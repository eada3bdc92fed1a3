//! Plain-text description of what a model exposes.

use crate::models::Model;

const DEFAULT: char = '●';
const VALUE: char = '○';

/// Render a model's enumerable attributes with their generated members.
///
/// Example output:
/// ```text
/// Build (builds)
/// └── status: all_status
///     ├── ● completed  completed! completed?  scope completed
///     └── ○ failed  failed! failed?  scope failed
/// ```
pub fn render_model(model: &Model) -> String {
    let mut output = String::new();
    output.push_str(model.name());
    output.push_str(&format!(" ({})", model.collection()));
    if let Some(parent) = model.parent() {
        output.push_str(&format!(" < {parent}"));
    }
    output.push('\n');

    let fields: Vec<_> = model.enum_fields().collect();
    for (i, field) in fields.iter().enumerate() {
        let is_last_field = i == fields.len() - 1;
        let branch = if is_last_field { "└── " } else { "├── " };
        output.push_str(branch);
        output.push_str(&format!("{}: all_{}\n", field.field(), field.field()));

        let prefix = if is_last_field { "    " } else { "│   " };
        let values = field.all_values();
        for (j, value) in values.iter().enumerate() {
            let branch = if j == values.len() - 1 { "└── " } else { "├── " };
            let symbol = if value == field.default_value() {
                DEFAULT
            } else {
                VALUE
            };
            output.push_str(prefix);
            output.push_str(branch);
            output.push_str(&format!(
                "{symbol} {value}  {} {}  scope {}\n",
                field.mutator_name(value),
                field.predicate_name(value),
                field.scope_name(value)
            ));
        }
    }

    output
}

──────

## TO DO
For the material above, produce a word-for-word copy.

## EXERCISE SOLUTION
repository eada3bdc92fed1a3
//! Plain-text description of what a model exposes.

use crate::models::Model;

const DEFAULT: char = '●';
const VALUE: char = '○';

/// Render a model's enumerable attributes with their generated members.
///
/// Example output:
/// ```text
/// Build (builds)
/// └── status: all_status
///     ├── ● completed  completed! completed?  scope completed
///     └── ○ failed  failed! failed?  scope failed
/// ```
pub fn render_model(model: &Model) -> String {
    let mut output = String::new();
    output.push_str(model.name());
    output.push_str(&format!(" ({})", model.collection()));
    if let Some(parent) = model.parent() {
        output.push_str(&format!(" < {parent}"));
    }
    output.push('\n');

    let fields: Vec<_> = model.enum_fields().collect();
    for (i, field) in fields.iter().enumerate() {
        let is_last_field = i == fields.len() - 1;
        let branch = if is_last_field { "└── " } else { "├── " };
        output.push_str(branch);
        output.push_str(&format!("{}: all_{}\n", field.field(), field.field()));

        let prefix = if is_last_field { "    " } else { "│   " };
        let values = field.all_values();
        for (j, value) in values.iter().enumerate() {
            let branch = if j == values.len() - 1 { "└── " } else { "├── " };
            let symbol = if value == field.default_value() {
                DEFAULT
            } else {
                VALUE
            };
            output.push_str(prefix);
            output.push_str(branch);
            output.push_str(&format!(
                "{symbol} {value}  {} {}  scope {}\n",
                field.mutator_name(value),
                field.predicate_name(value),
                field.scope_name(value)
            ));
        }
    }

    output
}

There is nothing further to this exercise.